The Internet – The popular puzzle game Candy Crush Saga is now considered by the DEA to be a Schedule I drug, on the same level as heroin and PCP, and its illegal status within the United States will take effect in a year or two or maybe five. Several top drug enforcement officials have some business to take care of, and when that’s finished the game is going to be banned forever, or at least until new levels are released.

While there is no question that the game is addictive, there is considerable doubt about whether it is a drug. But it is a drug. A drug is defined, according to vague memory of the official definition of the term, as something which is not food that enters the body and affects brain chemistry. Candy Crush Saga is, of course, not a food. Despite the pervasive presence of various candies, any attempt to eat the game will result in cracked teeth and cracked screens or worse, and it has zero nutritional value. But it does enter the body. It goes directly from screen to brain and stays there, changing the brain so visions of candy combinations remain even after eyes are closed, creating urges to go back to the game even when it was time to go to sleep a while ago.

So it is a drug, but skeptics might doubt that it belongs in Schedule I, where you’d find some of the most dangerous drugs in the world and marijuana. It belongs there, however, as will be proven by the paragraphs below.

The first criterion for inclusion in Schedule I is a high potential for abuse, which certainly applies to Candy Crush Saga. It’s called Candy Crack for a reason, although it might be more accurately compared to heroin due to the way it can gradually and insidiously become such an essential part of someone’s life that they find themselves spending more and more money just to get back to that moderate high of completing another level. No matter what established drug it is most analogous to, Candy Crush Saga can easily make someone start using it so often that they start sending requests to people they barely know, on a daily basis or even more frequently, just so they can keep playing. This is a far cry from the occasional diversion which a freemium game is allegedly supposed to be.

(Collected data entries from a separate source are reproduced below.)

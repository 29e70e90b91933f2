use std::fmt::{Display, Formatter};
use std::ops::Deref;

use crate::common::{BarcodeError, BarcodeResult};

// Error correction level
//------------------------------------------------------------------------------

#[derive(Debug, Default, Clone, Copy, PartialEq, Eq, PartialOrd, Ord, Hash)]
pub enum ECLevel {
    #[default]
    L = 0,
    M = 1,
    Q = 2,
    H = 3,
}

impl ECLevel {
    // Two bit value stored in the format info
    pub fn format_bits(self) -> u32 {
        match self {
            Self::L => 1,
            Self::M => 0,
            Self::Q => 3,
            Self::H => 2,
        }
    }

    pub fn from_format_bits(bits: u32) -> Self {
        match bits & 0b11 {
            1 => Self::L,
            0 => Self::M,
            3 => Self::Q,
            _ => Self::H,
        }
    }

    pub fn parse(s: &str) -> BarcodeResult<Self> {
        match s.trim().to_ascii_uppercase().as_str() {
            "L" | "0" => Ok(Self::L),
            "M" | "1" => Ok(Self::M),
            "Q" | "2" => Ok(Self::Q),
            "H" | "3" => Ok(Self::H),
            _ => Err(BarcodeError::InvalidECLevel),
        }
    }
}

impl Display for ECLevel {
    fn fmt(&self, f: &mut Formatter<'_>) -> std::fmt::Result {
        let s = match self {
            Self::L => "L",
            Self::M => "M",
            Self::Q => "Q",
            Self::H => "H",
        };
        f.write_str(s)
    }
}

// Version
//------------------------------------------------------------------------------

#[derive(Debug, Clone, Copy, PartialEq, Eq, PartialOrd, Ord)]
pub struct Version(u8);

impl Deref for Version {
    type Target = u8;
    fn deref(&self) -> &Self::Target {
        &self.0
    }
}

impl Version {
    pub const MIN: Version = Version(1);
    pub const MAX: Version = Version(40);

    pub fn new(v: u8) -> Self {
        debug_assert!((Self::MIN.0..=Self::MAX.0).contains(&v), "Invalid version: {v}");
        Self(v)
    }

    pub fn from_width(width: usize) -> BarcodeResult<Self> {
        if width < 21 || width > 177 || (width - 17) % 4 != 0 {
            return Err(BarcodeError::InvalidVersion);
        }
        Ok(Self(((width - 17) / 4) as u8))
    }

    pub fn all() -> impl Iterator<Item = Version> {
        (Self::MIN.0..=Self::MAX.0).map(Version)
    }

    pub fn width(self) -> usize {
        self.0 as usize * 4 + 17
    }

    // Modules available for data and ec codewords, remainder bits included
    pub fn raw_data_modules(self) -> usize {
        let v = self.0 as usize;
        let mut res = (16 * v + 128) * v + 64;
        if v >= 2 {
            let num_align = v / 7 + 2;
            res -= (25 * num_align - 10) * num_align - 55;
            if v >= 7 {
                res -= 36;
            }
        }
        res
    }

    pub fn total_codewords(self) -> usize {
        self.raw_data_modules() / 8
    }

    pub fn ec_per_block(self, ecl: ECLevel) -> usize {
        ECC_CODEWORDS_PER_BLOCK[ecl as usize][self.0 as usize - 1] as usize
    }

    pub fn num_blocks(self, ecl: ECLevel) -> usize {
        NUM_EC_BLOCKS[ecl as usize][self.0 as usize - 1] as usize
    }

    pub fn data_codewords(self, ecl: ECLevel) -> usize {
        self.total_codewords() - self.ec_per_block(ecl) * self.num_blocks(ecl)
    }

    pub fn data_bit_capacity(self, ecl: ECLevel) -> usize {
        self.data_codewords(ecl) * 8
    }

    // Centre coordinates of alignment patterns along one axis, ascending
    pub fn alignment_positions(self) -> Vec<usize> {
        let v = self.0 as usize;
        if v == 1 {
            return Vec::new();
        }
        let num_align = v / 7 + 2;
        let step = if v == 32 { 26 } else { (v * 4 + num_align * 2 + 1) / (num_align * 2 - 2) * 2 };
        let mut res: Vec<usize> = (0..num_align - 1).map(|i| v * 4 + 10 - i * step).collect();
        res.push(6);
        res.reverse();
        res
    }

    // Version info with BCH(18, 6) protection
    pub fn info(self) -> u32 {
        debug_assert!(self.0 >= 7, "Version info only exists from version 7");
        let v = self.0 as u32;
        let mut rem = v;
        for _ in 0..12 {
            rem = (rem << 1) ^ ((rem >> 11) * 0x1F25);
        }
        (v << 12) | rem
    }
}

pub fn valid_version_infos() -> Vec<u32> {
    (7..=40).map(|v| Version(v).info()).collect()
}

// Format info
//------------------------------------------------------------------------------

pub fn format_info(ecl: ECLevel, mask: u8) -> u32 {
    let data = (ecl.format_bits() << 3) | mask as u32;
    let mut rem = data;
    for _ in 0..10 {
        rem = (rem << 1) ^ ((rem >> 9) * 0x537);
    }
    ((data << 10) | rem) ^ 0x5412
}

pub fn valid_format_infos() -> Vec<u32> {
    let mut res = Vec::with_capacity(32);
    for ecl in [ECLevel::L, ECLevel::M, ECLevel::Q, ECLevel::H] {
        for mask in 0..8 {
            res.push(format_info(ecl, mask));
        }
    }
    res
}

// Returns (ec level, mask) for a corrected format info
pub fn parse_format_info(info: u32) -> (ECLevel, u8) {
    let data = (info ^ 0x5412) >> 10;
    (ECLevel::from_format_bits(data >> 3), (data & 0b111) as u8)
}

// Tables
//------------------------------------------------------------------------------

static ECC_CODEWORDS_PER_BLOCK: [[u8; 40]; 4] = [
    [
        7, 10, 15, 20, 26, 18, 20, 24, 30, 18, 20, 24, 26, 30, 22, 24, 28, 30, 28, 28, 28, 28, 30,
        30, 26, 28, 30, 30, 30, 30, 30, 30, 30, 30, 30, 30, 30, 30, 30, 30,
    ],
    [
        10, 16, 26, 18, 24, 16, 18, 22, 22, 26, 30, 22, 22, 24, 24, 28, 28, 26, 26, 26, 26, 28, 28,
        28, 28, 28, 28, 28, 28, 28, 28, 28, 28, 28, 28, 28, 28, 28, 28, 28,
    ],
    [
        13, 22, 18, 26, 18, 24, 18, 22, 20, 24, 28, 26, 24, 20, 30, 24, 28, 28, 26, 30, 28, 30, 30,
        30, 30, 28, 30, 30, 30, 30, 30, 30, 30, 30, 30, 30, 30, 30, 30, 30,
    ],
    [
        17, 28, 22, 16, 22, 28, 26, 26, 24, 28, 24, 28, 22, 24, 24, 30, 28, 28, 26, 28, 30, 24, 30,
        30, 30, 30, 30, 30, 30, 30, 30, 30, 30, 30, 30, 30, 30, 30, 30, 30,
    ],
];

static NUM_EC_BLOCKS: [[u8; 40]; 4] = [
    [
        1, 1, 1, 1, 1, 2, 2, 2, 2, 4, 4, 4, 4, 4, 6, 6, 6, 6, 7, 8, 8, 9, 9, 10, 12, 12, 12, 13, 14,
        15, 16, 17, 18, 19, 19, 20, 21, 22, 24, 25,
    ],
    [
        1, 1, 1, 2, 2, 4, 4, 4, 5, 5, 5, 8, 9, 9, 10, 10, 11, 13, 14, 16, 17, 17, 18, 20, 21, 23,
        25, 26, 28, 29, 31, 33, 35, 37, 38, 40, 43, 45, 47, 49,
    ],
    [
        1, 1, 2, 2, 4, 4, 6, 6, 8, 8, 8, 10, 12, 16, 12, 17, 16, 18, 21, 20, 23, 23, 25, 27, 29, 34,
        34, 35, 38, 40, 43, 45, 48, 51, 53, 56, 59, 62, 65, 68,
    ],
    [
        1, 1, 2, 4, 4, 4, 5, 6, 8, 8, 11, 11, 16, 16, 18, 16, 19, 21, 25, 25, 25, 34, 30, 32, 35,
        37, 40, 42, 45, 48, 51, 54, 57, 60, 63, 66, 70, 74, 77, 81,
    ],
];

#[cfg(test)]
mod version_tests {
    use super::*;
    use test_case::test_case;

    #[test_case(1, ECLevel::L, 19)]
    #[test_case(1, ECLevel::M, 16)]
    #[test_case(1, ECLevel::H, 9)]
    #[test_case(40, ECLevel::L, 2956)]
    #[test_case(40, ECLevel::H, 1276)]
    fn test_data_codewords(v: u8, ecl: ECLevel, exp: usize) {
        assert_eq!(Version::new(v).data_codewords(ecl), exp);
    }

    #[test_case(1, &[])]
    #[test_case(2, &[6, 18])]
    #[test_case(7, &[6, 22, 38])]
    #[test_case(32, &[6, 34, 60, 86, 112, 138])]
    #[test_case(40, &[6, 30, 58, 86, 114, 142, 170])]
    fn test_alignment_positions(v: u8, exp: &[usize]) {
        assert_eq!(Version::new(v).alignment_positions(), exp);
    }

    #[test]
    fn test_version_info() {
        assert_eq!(Version::new(7).info(), 0x07C94);
        assert_eq!(Version::new(40).info(), 0x28C69);
    }

    #[test]
    fn test_format_info() {
        // M with mask 0 is the first entry of the ISO table
        assert_eq!(format_info(ECLevel::M, 0), 0x5412);
        assert_eq!(format_info(ECLevel::L, 4), 0x662F);
        assert_eq!(parse_format_info(0x662F), (ECLevel::L, 4));
    }

    #[test]
    fn test_from_width() {
        assert_eq!(Version::from_width(21).unwrap(), Version::new(1));
        assert_eq!(Version::from_width(177).unwrap(), Version::new(40));
        assert!(Version::from_width(22).is_err());
    }
}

The second criterion is that it doesn’t have any acceptable medical use. Maybe it would be acceptable for Dr. Bornstein to prescribe Candy Crush Saga to Donald Trump in order to distract him from making dangerous statements and policies, but Mr. Trump likely lacks the attention span to play long enough to get addicted. It could be prescribed for boredom, but boredom is not a clinical condition except as a manifestation of depression, and persistent losing at Candy Crush Saga could make depression worse. Additionally, getting fired due to abusing the game could lead to more boredom, so no competent doctor should be expected to prescribe Candy Crush Saga as treatment for anything.

The third criterion is that there aren’t any safety standards for medical supervision while using the drug. Of course there aren’t any such standards, because there will be no medical supervision while using the drug called Candy Crush Saga. Any medical professional asked to provide such supervision is likely to shake his or her head and go elsewhere to tend to a patient in need of tending. And then the Candy Crush user will be free to use the drug unsafely, potentially causing eye and thumb and wrist damage as well as running the risk of forgetting about important biological necessities such as eating actual food, and there are also risks associated with sending impatient people incessant requests for more lives and access to subsequent episodes. Lots of danger from a dangerous drug.

Due to the immense danger associated with Candy Crush Saga, it will eventually be controlled as tightly as heroin. Just as soon as a few people in the DEA do the things they need to do.